For the entries below, count the lines that contain the word "BufferUsages" and reply with that number only.

--------------------------------

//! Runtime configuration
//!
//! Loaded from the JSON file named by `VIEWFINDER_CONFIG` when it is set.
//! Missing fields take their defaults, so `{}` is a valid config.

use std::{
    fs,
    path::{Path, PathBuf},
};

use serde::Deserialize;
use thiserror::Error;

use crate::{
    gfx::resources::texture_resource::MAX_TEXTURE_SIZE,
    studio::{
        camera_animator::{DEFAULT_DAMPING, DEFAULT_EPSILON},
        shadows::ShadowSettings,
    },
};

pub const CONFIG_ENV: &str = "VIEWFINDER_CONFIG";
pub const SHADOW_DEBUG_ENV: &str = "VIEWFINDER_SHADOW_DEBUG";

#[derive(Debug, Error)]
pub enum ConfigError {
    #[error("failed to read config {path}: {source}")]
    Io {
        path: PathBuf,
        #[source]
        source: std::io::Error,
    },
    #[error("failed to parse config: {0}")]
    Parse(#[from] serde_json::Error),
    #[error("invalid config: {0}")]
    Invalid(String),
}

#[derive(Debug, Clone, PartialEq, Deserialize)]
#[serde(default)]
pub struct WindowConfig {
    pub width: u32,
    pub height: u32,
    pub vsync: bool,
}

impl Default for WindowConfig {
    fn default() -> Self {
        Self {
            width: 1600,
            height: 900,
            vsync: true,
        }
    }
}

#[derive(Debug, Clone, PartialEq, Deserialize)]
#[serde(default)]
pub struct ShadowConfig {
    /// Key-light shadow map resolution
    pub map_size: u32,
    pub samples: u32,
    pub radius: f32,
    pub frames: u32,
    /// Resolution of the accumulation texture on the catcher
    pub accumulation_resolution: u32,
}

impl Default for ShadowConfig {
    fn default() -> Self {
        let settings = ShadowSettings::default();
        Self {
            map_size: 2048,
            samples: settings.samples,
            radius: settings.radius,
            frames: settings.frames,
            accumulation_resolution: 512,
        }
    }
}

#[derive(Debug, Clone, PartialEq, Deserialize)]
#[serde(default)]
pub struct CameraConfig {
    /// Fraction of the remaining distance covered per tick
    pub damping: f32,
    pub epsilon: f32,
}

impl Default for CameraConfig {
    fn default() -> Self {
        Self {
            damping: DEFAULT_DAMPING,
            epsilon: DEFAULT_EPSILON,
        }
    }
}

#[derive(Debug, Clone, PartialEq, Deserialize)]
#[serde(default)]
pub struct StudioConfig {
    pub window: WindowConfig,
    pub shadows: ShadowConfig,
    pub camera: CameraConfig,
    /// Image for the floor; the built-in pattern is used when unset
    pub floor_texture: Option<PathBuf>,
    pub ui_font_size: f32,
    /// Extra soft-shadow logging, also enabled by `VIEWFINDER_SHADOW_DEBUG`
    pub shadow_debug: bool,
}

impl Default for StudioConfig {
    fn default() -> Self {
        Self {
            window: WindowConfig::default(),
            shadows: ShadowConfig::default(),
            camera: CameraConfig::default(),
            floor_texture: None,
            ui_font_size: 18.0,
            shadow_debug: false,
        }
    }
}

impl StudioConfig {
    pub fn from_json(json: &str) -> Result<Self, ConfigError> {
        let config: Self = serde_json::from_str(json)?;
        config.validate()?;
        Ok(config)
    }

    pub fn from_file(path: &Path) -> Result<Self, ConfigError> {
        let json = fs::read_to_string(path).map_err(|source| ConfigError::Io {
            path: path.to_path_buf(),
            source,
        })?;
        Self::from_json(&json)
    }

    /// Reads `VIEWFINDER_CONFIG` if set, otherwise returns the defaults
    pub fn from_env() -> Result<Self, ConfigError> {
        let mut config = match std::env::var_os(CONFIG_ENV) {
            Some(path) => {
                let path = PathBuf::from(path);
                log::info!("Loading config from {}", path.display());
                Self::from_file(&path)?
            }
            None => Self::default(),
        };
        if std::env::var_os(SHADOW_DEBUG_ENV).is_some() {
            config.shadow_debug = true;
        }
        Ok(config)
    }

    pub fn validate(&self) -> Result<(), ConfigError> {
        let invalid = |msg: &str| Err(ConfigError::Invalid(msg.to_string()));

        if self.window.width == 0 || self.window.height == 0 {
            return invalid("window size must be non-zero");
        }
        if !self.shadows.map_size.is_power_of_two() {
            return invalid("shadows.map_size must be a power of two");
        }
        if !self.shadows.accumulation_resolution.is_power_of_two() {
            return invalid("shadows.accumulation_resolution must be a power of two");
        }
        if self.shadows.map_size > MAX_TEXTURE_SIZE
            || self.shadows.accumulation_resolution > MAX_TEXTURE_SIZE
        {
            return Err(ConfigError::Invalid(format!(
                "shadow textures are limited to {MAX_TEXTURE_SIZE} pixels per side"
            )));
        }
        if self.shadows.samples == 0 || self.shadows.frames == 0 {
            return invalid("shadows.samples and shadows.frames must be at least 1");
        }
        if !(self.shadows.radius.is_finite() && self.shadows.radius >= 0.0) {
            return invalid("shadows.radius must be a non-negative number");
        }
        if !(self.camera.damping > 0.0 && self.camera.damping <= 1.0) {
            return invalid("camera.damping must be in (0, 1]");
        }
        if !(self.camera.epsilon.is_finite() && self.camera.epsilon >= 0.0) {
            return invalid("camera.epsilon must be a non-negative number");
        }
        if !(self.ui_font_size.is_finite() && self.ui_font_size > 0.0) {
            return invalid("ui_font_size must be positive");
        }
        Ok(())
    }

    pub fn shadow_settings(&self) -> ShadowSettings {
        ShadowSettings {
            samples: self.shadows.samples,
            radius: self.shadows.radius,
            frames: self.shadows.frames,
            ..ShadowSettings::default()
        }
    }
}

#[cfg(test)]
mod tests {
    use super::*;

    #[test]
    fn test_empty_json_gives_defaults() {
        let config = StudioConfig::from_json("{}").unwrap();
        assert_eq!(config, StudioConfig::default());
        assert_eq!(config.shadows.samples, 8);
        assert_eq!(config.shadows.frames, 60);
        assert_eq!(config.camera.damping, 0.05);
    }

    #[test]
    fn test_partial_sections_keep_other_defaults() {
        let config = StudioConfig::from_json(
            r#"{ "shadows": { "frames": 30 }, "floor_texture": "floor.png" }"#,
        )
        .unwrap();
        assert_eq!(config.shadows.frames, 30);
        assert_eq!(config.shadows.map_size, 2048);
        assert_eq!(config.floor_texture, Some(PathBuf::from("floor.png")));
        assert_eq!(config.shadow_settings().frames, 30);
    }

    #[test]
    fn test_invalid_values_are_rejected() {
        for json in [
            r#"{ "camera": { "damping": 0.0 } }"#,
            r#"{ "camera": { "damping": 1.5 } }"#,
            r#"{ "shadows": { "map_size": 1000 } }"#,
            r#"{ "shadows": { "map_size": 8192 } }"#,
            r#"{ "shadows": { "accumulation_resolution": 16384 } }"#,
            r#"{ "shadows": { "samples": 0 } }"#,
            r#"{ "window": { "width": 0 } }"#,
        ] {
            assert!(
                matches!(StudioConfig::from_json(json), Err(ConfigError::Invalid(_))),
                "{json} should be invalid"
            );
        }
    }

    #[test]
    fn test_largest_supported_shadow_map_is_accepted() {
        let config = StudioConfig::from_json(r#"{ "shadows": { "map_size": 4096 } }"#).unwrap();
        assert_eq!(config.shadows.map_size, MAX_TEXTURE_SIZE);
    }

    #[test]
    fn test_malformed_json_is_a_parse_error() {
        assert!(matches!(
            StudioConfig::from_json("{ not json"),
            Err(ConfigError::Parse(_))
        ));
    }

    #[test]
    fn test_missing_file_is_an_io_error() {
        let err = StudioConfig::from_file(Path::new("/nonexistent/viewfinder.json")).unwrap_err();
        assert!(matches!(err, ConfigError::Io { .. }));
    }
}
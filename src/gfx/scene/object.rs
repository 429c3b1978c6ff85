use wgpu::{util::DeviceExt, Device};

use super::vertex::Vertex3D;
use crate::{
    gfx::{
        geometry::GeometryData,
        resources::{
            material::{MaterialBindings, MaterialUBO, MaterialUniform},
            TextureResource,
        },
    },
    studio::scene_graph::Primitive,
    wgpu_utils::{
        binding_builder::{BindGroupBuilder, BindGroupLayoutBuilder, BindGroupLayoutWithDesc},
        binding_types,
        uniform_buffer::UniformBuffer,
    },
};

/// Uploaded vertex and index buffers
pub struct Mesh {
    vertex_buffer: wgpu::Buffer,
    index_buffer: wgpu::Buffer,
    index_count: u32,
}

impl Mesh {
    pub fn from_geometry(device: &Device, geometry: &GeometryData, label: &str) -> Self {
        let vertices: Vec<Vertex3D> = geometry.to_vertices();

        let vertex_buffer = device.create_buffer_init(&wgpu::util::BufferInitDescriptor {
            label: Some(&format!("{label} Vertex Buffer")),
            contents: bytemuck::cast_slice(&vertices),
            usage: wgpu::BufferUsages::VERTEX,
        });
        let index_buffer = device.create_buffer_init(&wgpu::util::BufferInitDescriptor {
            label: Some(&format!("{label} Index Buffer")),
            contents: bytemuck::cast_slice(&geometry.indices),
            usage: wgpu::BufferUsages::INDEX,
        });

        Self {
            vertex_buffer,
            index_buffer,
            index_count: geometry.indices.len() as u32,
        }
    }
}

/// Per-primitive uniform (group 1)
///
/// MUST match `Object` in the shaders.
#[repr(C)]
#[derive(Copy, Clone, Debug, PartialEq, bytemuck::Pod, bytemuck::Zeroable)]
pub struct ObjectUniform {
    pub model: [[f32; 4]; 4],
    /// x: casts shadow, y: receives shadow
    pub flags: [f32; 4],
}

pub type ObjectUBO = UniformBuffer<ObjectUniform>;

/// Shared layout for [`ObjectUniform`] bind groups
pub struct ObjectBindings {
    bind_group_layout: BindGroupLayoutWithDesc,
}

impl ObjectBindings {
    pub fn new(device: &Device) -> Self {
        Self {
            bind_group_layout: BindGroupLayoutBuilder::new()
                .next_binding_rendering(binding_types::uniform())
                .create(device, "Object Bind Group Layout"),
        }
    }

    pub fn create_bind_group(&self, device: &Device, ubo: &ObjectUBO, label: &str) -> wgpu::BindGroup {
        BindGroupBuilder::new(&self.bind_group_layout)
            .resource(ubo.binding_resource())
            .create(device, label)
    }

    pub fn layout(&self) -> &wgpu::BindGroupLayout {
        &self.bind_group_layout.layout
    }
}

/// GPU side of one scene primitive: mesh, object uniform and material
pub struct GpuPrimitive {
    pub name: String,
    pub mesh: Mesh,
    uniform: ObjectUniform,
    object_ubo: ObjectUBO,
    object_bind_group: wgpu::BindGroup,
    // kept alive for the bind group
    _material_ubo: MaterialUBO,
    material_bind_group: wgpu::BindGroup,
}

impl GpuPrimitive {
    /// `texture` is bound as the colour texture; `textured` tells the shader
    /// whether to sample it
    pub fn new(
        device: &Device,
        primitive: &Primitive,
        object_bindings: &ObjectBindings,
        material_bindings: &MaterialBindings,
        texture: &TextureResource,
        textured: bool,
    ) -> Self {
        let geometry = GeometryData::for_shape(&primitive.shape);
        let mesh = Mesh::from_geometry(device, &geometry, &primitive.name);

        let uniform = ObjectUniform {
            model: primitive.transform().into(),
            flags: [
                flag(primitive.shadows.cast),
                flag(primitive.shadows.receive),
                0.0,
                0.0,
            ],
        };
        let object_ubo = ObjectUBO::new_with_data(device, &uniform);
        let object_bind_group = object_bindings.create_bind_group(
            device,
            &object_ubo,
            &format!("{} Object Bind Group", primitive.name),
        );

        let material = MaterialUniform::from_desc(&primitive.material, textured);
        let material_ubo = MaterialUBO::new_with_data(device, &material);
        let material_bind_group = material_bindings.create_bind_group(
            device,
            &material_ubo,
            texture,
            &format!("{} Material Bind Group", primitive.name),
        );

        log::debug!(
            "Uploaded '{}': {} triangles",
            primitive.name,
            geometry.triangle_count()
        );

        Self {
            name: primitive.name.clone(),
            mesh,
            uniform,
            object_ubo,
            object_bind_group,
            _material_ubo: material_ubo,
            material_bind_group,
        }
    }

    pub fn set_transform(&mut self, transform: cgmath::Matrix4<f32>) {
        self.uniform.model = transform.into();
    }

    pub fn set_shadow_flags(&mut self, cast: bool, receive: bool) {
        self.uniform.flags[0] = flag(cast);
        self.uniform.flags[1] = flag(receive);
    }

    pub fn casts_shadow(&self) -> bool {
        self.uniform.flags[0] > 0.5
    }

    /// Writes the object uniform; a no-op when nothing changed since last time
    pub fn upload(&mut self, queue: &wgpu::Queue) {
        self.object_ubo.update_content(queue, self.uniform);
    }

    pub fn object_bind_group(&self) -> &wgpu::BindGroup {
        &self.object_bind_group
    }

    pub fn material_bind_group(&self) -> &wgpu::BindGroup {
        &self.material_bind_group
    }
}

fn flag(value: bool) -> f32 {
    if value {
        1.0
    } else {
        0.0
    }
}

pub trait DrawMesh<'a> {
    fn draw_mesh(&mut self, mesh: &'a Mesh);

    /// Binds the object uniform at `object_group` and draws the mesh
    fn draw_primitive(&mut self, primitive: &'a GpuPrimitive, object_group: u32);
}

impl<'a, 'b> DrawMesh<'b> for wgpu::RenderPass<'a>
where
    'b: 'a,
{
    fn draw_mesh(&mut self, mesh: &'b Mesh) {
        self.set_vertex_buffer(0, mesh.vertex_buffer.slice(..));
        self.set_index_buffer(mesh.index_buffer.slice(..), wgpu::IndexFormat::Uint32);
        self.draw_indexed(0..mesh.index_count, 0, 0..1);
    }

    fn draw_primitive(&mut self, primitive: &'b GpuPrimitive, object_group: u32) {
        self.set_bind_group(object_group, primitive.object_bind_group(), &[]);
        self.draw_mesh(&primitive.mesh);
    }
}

--------------------------------

* _Written reply_
2